In 1904 constateert Jacobus Marinus Pijnacker Hordijk: “De paperassen-winkel te Batavia en te Buitenzorg, het is bekend, bevat heel veel waarvan het nut zeer problematiek is.” Het element –winkel (zoals in ons papierwinkel) is het zichtbaar negatief bedoelde etiket. Dat komt ook naar voren in andere maar wel zeer vergelijkbare gevallen als deze in de jaren erna:
- 1910 die geheele paperassenkraam van den heer Duymaer van Twist; den ontzettenden paperassen-winkel;
- 1911 den paperassenrommel
- 1912 dan krijgen wij ook niet al die paperassen en correspondenties. Voor niets ben ik zoo bang als voor die — ik kan het niet anders zeggen — vervloekte papierboel! (De Savornin Lohman); een groot stelsel van paperassen en omslag; hoe het Gouvernement werkt met allerlei paperassen, met allerlei peuterige bepalingen, die men op het papier zet;
- 1913 een paperassenmassa; (ambtenaren) die ten slotte weer den grooten paperassenwinkel zullen gaan vermeerderen
- 1915 een financieele bezuiniging, tevens een verbetering in zooverre, dat de paperassenwinkel, de paperassenrommel er eenigszins door zou verminderen
- 1919 paperassen en administratieven rompslomp
- 1926 Er was een groote paperassenwinkel, een groote heen-en-weer-schrijverij; als de betrokken ambtenaren eens konden vertellen hoeveel papier, hoeveel paperassen, hoeveel rapporten, hoeveel contra-rapporten moeten worden geschreven en gemaakt
Maar telkens zijn het niet de papieren, het is de tijdrovende invulling daarvan die irritatie wekt.
Dat is vanaf de jaren ’50 onveranderd zo, wanneer er een nieuwe, lange golf van klachten opkomt. Alleen dan gaat het vooral over paperassen in combinatie met dirigisme, met ambtenarij, met bureaucratie. Vergelijk de verzuchting uit 1973: “De hele paperassenboel van de huurharmonisatie moet in gang worden gebracht voor die 1 pct. extra huurverhoging.”
Welbeschouwd heeft paperassen twee betekenissen. De ene is die van ‘stukken, bescheiden’ die op een bepaald moment van belang zijn. Vergelijk wat minister Van Agt zegt in 1981 (“Ik kan het antwoord niet zo gauw in mijn paperassen vinden.”) of dit citaat uit 1989: “De heren Kok en Lubbers verdiepen zich in hun paperassen.” In 1993 is een parlementariër het niet eens met “iemand strafbaar te stellen omdat diegene zijn paperassen niet bij zich heeft”.

Van: awakeat2oclock.com
De negatieve betekenis kan voortkomen uit het bewerkelijke karakter van ‘formulieren’: daar kan het digitale tijdperk inmiddels een eind aan gemaakt hebben.

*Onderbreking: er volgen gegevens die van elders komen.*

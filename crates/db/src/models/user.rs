//! User entity model.

use serde::Serialize;
use sqlx::FromRow;
use teampulse_core::types::{DbId, Timestamp};

/// A row from the `users` table.
///
/// `role` holds one of the constants in `teampulse_core::roles`. Players
/// belong to a team, staff to a team, club responsibles to a club.
#[derive(Debug, Clone, FromRow, Serialize)]
pub struct User {
    pub id: DbId,
    pub display_name: String,
    pub role: String,
    pub club_id: Option<DbId>,
    pub team_id: Option<DbId>,
    pub created_at: Timestamp,
}
//! Repository for the `wellness_scores` table.

use chrono::NaiveDate;
use sqlx::PgPool;
use teampulse_core::roles;
use teampulse_core::types::DbId;

use crate::models::wellness::{PlayerDayScore, SubmitCheckin, WellnessScore};

/// Column list for `wellness_scores` queries.
const COLUMNS: &str = "id, user_id, score_date, mood, stress, sleep, motivation, energy, \
    free_text, injured, created_at, updated_at";

/// Provides CRUD operations for daily wellness check-ins.
pub struct WellnessScoreRepo;

impl WellnessScoreRepo {
    /// Insert or replace a player's check-in for a date.
    ///
    /// Uses `ON CONFLICT (user_id, score_date) DO UPDATE` so a player who
    /// checks in twice on the same day overwrites their earlier entry.
    pub async fn upsert_for_date(
        pool: &PgPool,
        user_id: DbId,
        score_date: NaiveDate,
        input: &SubmitCheckin,
    ) -> Result<WellnessScore, sqlx::Error> {
        let query = format!(
            "INSERT INTO wellness_scores \
                (user_id, score_date, mood, stress, sleep, motivation, energy, free_text, injured) \
             VALUES ($1, $2, $3, $4, $5, $6, $7, $8, $9) \
             ON CONFLICT (user_id, score_date) DO UPDATE \
             SET mood = EXCLUDED.mood, \
                 stress = EXCLUDED.stress, \
                 sleep = EXCLUDED.sleep, \
                 motivation = EXCLUDED.motivation, \
                 energy = EXCLUDED.energy, \
                 free_text = EXCLUDED.free_text, \
                 injured = EXCLUDED.injured, \
                 updated_at = NOW() \
             RETURNING {COLUMNS}"
        );
        sqlx::query_as::<_, WellnessScore>(&query)
            .bind(user_id)
            .bind(score_date)
            .bind(input.mood)
            .bind(input.stress)
            .bind(input.sleep)
            .bind(input.motivation)
            .bind(input.energy)
            .bind(&input.free_text)
            .bind(input.injured.unwrap_or(false))
            .fetch_one(pool)
            .await
    }

    /// Fetch a player's check-in for a date, if they submitted one.
    pub async fn get_for_user_on(
        pool: &PgPool,
        user_id: DbId,
        score_date: NaiveDate,
    ) -> Result<Option<WellnessScore>, sqlx::Error> {
        let query = format!(
            "SELECT {COLUMNS} FROM wellness_scores \
             WHERE user_id = $1 AND score_date = $2"
        );
        sqlx::query_as::<_, WellnessScore>(&query)
            .bind(user_id)
            .bind(score_date)
            .fetch_optional(pool)
            .await
    }

    /// List every player check-in on a team for a given date.
    ///
    /// Inner join, so only players who actually submitted that day appear.
    pub async fn list_team_scores_on(
        pool: &PgPool,
        team_id: DbId,
        score_date: NaiveDate,
    ) -> Result<Vec<PlayerDayScore>, sqlx::Error> {
        sqlx::query_as::<_, PlayerDayScore>(
            "SELECT u.id AS user_id, u.display_name, \
                    w.mood, w.stress, w.sleep, w.motivation, w.energy, \
                    w.free_text, w.injured \
             FROM users u \
             JOIN wellness_scores w ON w.user_id = u.id AND w.score_date = $2 \
             WHERE u.team_id = $1 AND u.role = $3 \
             ORDER BY u.id ASC",
        )
        .bind(team_id)
        .bind(score_date)
        .bind(roles::ROLE_PLAYER)
        .fetch_all(pool)
        .await
    }
}
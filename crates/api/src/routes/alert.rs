//! Route definitions for the `/alerts` resource.
//!
//! All endpoints require authentication; scope is enforced per handler
//! against the caller's team or club.

use axum::routing::{get, post};
use axum::Router;

use crate::handlers::alert;
use crate::state::AppState;

/// Routes mounted at `/alerts`.
///
/// ```text
/// GET    /                      -> list_alerts
/// POST   /{id}/acknowledge      -> acknowledge_alert
/// POST   /{id}/resolve          -> resolve_alert
/// ```
pub fn router() -> Router<AppState> {
    Router::new()
        .route("/", get(alert::list_alerts))
        .route("/{id}/acknowledge", post(alert::acknowledge_alert))
        .route("/{id}/resolve", post(alert::resolve_alert))
}
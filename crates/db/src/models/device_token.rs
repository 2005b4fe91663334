//! Push registration token models.

use serde::{Deserialize, Serialize};
use sqlx::FromRow;
use teampulse_core::types::{DbId, Timestamp};

/// A row from the `device_tokens` table.
#[derive(Debug, Clone, FromRow, Serialize)]
pub struct DeviceToken {
    pub user_id: DbId,
    pub token: String,
    pub created_at: Timestamp,
    pub refreshed_at: Timestamp,
}

/// DTO for registering (or refreshing) a device token.
#[derive(Debug, Deserialize)]
pub struct RegisterDeviceToken {
    pub token: String,
}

Het afwijzende zit overigens overtuigender in twee varianten die ik bij toeval vond tijdens deze zoektocht, paperasserij en paperasserie. Dat is sowieso al bijzonder, eenzelfde woord op –erij én dito op –erie*) en ‘t is het achtervoegsel dat hier het negatieve aspect in zich draagt. Dat is soms bij dit suffix het geval maar zeker niet altijd; we hebben dwarsdrijverij en ambtenarij enerzijds maar boerderij en tovenarij anderzijds.
Laten we twee GPV/CU-parlementariërs afsluitend aan het woord laten. Zij waren per slot van rekening degenen die deze twee varianten volgens het verslag als laatsten hebben gebezigd: Bart Verbrugh op 4 december 1980 over de ontwapening: “Het blijft allemaal erg in de sfeer van de ambtelijke paperasserij.” Over het vastleggen van medische afspraken zegt Eimert van Middelkoop op 16 februari 1994 alsof het Frans is: “De beperking tot verrichtingen van ingrijpende aard voorkomt een paperasserie.”
Van Middelkoop had als parlementariër bovengemiddeld veel belangstelling voor taal. Hij heeft zich vast wel eens verbaasd over de vorm pastorie die eigenlijk eerder pastorij zou hebben kunnen luiden. Misschien wil de ChristenUnie dat ‘es aan @van_middelkoop voorleggen?
*) Soms zie je een drogisterij die zich ook aanprijst als parfumerie! Daar betreft ’t het handels-, winkelaspect zoals in een smederij, slagerij en chocolaterie, confiserie: Nederlands versus Frans.